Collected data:

····················

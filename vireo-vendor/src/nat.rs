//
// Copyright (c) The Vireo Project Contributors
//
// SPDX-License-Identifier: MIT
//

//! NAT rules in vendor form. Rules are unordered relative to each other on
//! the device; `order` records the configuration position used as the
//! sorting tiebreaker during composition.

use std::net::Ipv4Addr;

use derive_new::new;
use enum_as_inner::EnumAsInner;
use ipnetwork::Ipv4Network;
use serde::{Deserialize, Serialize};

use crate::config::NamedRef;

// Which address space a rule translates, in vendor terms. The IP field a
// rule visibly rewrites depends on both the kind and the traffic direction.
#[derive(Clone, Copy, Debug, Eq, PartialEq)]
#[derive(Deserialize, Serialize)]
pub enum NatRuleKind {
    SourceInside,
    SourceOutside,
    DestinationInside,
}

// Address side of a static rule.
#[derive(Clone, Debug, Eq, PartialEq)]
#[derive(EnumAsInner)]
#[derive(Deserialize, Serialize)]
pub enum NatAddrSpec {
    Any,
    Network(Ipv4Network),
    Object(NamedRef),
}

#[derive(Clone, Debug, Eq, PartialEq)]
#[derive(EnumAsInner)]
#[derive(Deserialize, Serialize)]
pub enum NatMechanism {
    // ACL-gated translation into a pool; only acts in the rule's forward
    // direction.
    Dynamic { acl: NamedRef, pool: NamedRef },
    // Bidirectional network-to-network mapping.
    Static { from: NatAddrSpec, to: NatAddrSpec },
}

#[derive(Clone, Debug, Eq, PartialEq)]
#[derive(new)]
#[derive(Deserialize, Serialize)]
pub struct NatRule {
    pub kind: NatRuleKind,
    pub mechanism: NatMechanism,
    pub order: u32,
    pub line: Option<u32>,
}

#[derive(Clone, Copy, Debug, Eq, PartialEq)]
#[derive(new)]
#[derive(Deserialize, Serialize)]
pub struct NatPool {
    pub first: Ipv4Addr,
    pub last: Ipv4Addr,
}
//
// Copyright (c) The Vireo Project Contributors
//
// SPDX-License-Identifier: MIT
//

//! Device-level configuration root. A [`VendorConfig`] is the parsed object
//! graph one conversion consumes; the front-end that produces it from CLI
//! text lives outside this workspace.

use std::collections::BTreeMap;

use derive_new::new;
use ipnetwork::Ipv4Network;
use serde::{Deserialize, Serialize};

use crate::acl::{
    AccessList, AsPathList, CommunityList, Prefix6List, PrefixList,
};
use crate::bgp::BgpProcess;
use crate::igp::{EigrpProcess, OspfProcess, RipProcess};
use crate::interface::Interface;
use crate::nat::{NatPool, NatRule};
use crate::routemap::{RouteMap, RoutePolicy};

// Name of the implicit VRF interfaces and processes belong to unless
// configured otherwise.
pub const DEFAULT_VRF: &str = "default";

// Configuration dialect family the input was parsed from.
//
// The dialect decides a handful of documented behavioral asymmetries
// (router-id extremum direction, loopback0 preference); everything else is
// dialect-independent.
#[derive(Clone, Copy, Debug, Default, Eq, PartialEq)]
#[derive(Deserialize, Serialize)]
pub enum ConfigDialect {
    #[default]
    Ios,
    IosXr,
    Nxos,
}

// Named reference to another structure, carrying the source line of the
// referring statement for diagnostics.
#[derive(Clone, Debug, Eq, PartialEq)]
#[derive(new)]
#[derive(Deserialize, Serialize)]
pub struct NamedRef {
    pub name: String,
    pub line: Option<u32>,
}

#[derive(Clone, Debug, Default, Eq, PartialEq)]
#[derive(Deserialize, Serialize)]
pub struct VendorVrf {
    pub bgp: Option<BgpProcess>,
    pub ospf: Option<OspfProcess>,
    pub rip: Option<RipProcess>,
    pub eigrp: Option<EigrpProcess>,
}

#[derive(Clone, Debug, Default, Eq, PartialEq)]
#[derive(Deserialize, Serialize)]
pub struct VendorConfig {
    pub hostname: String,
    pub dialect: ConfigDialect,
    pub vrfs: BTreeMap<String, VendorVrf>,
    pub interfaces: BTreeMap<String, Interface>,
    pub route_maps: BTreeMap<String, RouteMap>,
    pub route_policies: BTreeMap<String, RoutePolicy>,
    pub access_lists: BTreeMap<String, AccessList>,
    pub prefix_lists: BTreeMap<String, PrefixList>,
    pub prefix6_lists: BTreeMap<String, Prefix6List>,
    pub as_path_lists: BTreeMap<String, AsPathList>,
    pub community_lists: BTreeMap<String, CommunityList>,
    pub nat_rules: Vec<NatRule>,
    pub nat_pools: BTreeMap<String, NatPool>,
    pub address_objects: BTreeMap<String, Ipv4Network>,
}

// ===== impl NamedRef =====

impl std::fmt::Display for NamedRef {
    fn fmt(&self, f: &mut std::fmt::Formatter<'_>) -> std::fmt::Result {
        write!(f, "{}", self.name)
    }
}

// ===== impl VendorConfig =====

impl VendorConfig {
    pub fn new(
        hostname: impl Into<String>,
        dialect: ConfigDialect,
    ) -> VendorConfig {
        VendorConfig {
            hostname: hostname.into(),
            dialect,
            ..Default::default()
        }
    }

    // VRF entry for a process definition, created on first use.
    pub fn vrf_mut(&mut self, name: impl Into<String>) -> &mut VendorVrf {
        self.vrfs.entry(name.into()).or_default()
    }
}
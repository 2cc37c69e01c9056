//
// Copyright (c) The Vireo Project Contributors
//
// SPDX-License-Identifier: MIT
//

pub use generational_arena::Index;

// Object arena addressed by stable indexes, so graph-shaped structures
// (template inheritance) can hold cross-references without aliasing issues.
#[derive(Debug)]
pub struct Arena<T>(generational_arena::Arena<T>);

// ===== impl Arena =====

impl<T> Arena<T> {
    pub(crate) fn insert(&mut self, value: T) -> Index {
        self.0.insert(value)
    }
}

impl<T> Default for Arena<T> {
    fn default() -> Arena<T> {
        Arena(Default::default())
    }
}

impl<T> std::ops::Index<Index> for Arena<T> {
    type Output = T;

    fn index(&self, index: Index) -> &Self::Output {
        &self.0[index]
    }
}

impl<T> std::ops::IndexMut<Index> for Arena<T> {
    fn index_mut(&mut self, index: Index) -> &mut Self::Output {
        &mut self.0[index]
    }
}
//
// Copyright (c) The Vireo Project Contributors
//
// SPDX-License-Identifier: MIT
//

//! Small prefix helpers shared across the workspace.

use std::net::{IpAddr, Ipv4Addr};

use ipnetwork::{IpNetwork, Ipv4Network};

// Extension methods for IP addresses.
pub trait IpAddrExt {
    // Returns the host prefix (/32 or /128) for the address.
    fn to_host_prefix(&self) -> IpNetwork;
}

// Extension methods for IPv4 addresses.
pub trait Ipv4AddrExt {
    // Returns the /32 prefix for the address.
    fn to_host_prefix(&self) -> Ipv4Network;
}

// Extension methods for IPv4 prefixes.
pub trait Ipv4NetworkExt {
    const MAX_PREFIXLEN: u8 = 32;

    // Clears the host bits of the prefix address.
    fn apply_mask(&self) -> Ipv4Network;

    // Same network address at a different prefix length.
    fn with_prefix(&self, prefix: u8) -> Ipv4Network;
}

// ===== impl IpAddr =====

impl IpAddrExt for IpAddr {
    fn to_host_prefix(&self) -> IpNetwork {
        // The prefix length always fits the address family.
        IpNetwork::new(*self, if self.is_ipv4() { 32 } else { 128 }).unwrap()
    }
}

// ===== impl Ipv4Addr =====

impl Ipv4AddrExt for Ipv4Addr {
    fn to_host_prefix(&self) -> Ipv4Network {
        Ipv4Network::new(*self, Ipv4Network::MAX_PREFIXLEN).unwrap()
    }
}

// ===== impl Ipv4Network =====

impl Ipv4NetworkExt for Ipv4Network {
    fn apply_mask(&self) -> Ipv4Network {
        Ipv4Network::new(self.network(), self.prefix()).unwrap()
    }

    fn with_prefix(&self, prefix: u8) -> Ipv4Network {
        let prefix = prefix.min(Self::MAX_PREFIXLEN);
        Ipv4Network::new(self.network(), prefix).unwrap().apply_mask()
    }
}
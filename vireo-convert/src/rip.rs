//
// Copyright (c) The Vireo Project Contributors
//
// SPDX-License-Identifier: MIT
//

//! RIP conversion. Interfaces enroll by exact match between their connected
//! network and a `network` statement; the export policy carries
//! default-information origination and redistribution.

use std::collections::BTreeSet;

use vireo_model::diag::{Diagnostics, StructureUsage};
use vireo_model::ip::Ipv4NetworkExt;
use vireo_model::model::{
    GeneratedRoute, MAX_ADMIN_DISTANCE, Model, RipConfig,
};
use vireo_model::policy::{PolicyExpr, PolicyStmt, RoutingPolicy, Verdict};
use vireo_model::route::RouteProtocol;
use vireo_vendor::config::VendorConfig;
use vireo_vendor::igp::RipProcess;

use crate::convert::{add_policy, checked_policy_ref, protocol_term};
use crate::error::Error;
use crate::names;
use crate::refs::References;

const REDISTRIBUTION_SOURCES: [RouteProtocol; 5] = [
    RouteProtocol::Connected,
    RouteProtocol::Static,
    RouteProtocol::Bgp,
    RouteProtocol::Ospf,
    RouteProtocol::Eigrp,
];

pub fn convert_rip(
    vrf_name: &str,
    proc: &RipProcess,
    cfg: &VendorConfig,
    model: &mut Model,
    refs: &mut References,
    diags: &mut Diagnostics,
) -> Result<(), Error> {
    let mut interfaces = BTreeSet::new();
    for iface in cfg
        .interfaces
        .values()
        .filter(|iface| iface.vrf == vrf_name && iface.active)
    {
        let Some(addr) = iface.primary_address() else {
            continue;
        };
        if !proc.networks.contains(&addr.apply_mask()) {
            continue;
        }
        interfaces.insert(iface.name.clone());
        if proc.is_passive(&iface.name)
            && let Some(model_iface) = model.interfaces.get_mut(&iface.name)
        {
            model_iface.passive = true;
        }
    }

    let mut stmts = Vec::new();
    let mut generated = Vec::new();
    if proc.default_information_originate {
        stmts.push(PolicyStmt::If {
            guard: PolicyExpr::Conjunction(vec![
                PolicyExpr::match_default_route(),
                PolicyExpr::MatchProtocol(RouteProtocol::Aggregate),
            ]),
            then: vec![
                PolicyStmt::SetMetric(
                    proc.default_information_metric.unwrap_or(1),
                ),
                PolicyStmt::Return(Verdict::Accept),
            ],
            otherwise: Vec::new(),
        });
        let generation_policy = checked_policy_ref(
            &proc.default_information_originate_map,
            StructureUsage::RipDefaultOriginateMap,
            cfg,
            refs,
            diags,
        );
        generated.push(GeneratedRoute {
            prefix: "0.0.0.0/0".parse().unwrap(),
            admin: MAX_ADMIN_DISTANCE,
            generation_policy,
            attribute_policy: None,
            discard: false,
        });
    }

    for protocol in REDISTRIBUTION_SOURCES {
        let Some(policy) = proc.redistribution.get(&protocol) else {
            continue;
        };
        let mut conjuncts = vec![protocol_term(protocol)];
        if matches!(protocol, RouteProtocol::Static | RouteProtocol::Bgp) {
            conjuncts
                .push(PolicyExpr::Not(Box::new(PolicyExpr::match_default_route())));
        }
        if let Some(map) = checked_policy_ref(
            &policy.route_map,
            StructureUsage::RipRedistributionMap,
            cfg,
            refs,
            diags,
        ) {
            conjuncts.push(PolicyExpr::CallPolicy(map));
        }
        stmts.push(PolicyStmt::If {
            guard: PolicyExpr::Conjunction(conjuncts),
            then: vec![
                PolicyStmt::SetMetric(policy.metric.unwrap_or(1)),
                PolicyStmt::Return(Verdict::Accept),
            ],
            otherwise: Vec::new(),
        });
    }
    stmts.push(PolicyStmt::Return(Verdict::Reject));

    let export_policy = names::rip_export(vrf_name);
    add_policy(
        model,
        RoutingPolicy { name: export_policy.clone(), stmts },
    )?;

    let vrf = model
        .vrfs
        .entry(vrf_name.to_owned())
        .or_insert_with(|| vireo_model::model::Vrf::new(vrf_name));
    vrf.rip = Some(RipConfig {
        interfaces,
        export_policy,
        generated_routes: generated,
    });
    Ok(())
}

····················

Assignment ->
Reproduce only this range: the first line of the data above through the line with "use crate::bgp::BgpProcess;", both included, exactly as written.

Answer section ->
filename vireo-vendor/src/nat.rs
//
// Copyright (c) The Vireo Project Contributors
//
// SPDX-License-Identifier: MIT
//

//! NAT rules in vendor form. Rules are unordered relative to each other on
//! the device; `order` records the configuration position used as the
//! sorting tiebreaker during composition.

use std::net::Ipv4Addr;

use derive_new::new;
use enum_as_inner::EnumAsInner;
use ipnetwork::Ipv4Network;
use serde::{Deserialize, Serialize};

use crate::config::NamedRef;

// Which address space a rule translates, in vendor terms. The IP field a
// rule visibly rewrites depends on both the kind and the traffic direction.
#[derive(Clone, Copy, Debug, Eq, PartialEq)]
#[derive(Deserialize, Serialize)]
pub enum NatRuleKind {
    SourceInside,
    SourceOutside,
    DestinationInside,
}

// Address side of a static rule.
#[derive(Clone, Debug, Eq, PartialEq)]
#[derive(EnumAsInner)]
#[derive(Deserialize, Serialize)]
pub enum NatAddrSpec {
    Any,
    Network(Ipv4Network),
    Object(NamedRef),
}

#[derive(Clone, Debug, Eq, PartialEq)]
#[derive(EnumAsInner)]
#[derive(Deserialize, Serialize)]
pub enum NatMechanism {
    // ACL-gated translation into a pool; only acts in the rule's forward
    // direction.
    Dynamic { acl: NamedRef, pool: NamedRef },
    // Bidirectional network-to-network mapping.
    Static { from: NatAddrSpec, to: NatAddrSpec },
}

#[derive(Clone, Debug, Eq, PartialEq)]
#[derive(new)]
#[derive(Deserialize, Serialize)]
pub struct NatRule {
    pub kind: NatRuleKind,
    pub mechanism: NatMechanism,
    pub order: u32,
    pub line: Option<u32>,
}

#[derive(Clone, Copy, Debug, Eq, PartialEq)]
#[derive(new)]
#[derive(Deserialize, Serialize)]
pub struct NatPool {
    pub first: Ipv4Addr,
    pub last: Ipv4Addr,
}
//
// Copyright (c) The Vireo Project Contributors
//
// SPDX-License-Identifier: MIT
//

//! Device-level configuration root. A [`VendorConfig`] is the parsed object
//! graph one conversion consumes; the front-end that produces it from CLI
//! text lives outside this workspace.

use std::collections::BTreeMap;

use derive_new::new;
use ipnetwork::Ipv4Network;
use serde::{Deserialize, Serialize};

use crate::acl::{
    AccessList, AsPathList, CommunityList, Prefix6List, PrefixList,
};
use crate::bgp::BgpProcess;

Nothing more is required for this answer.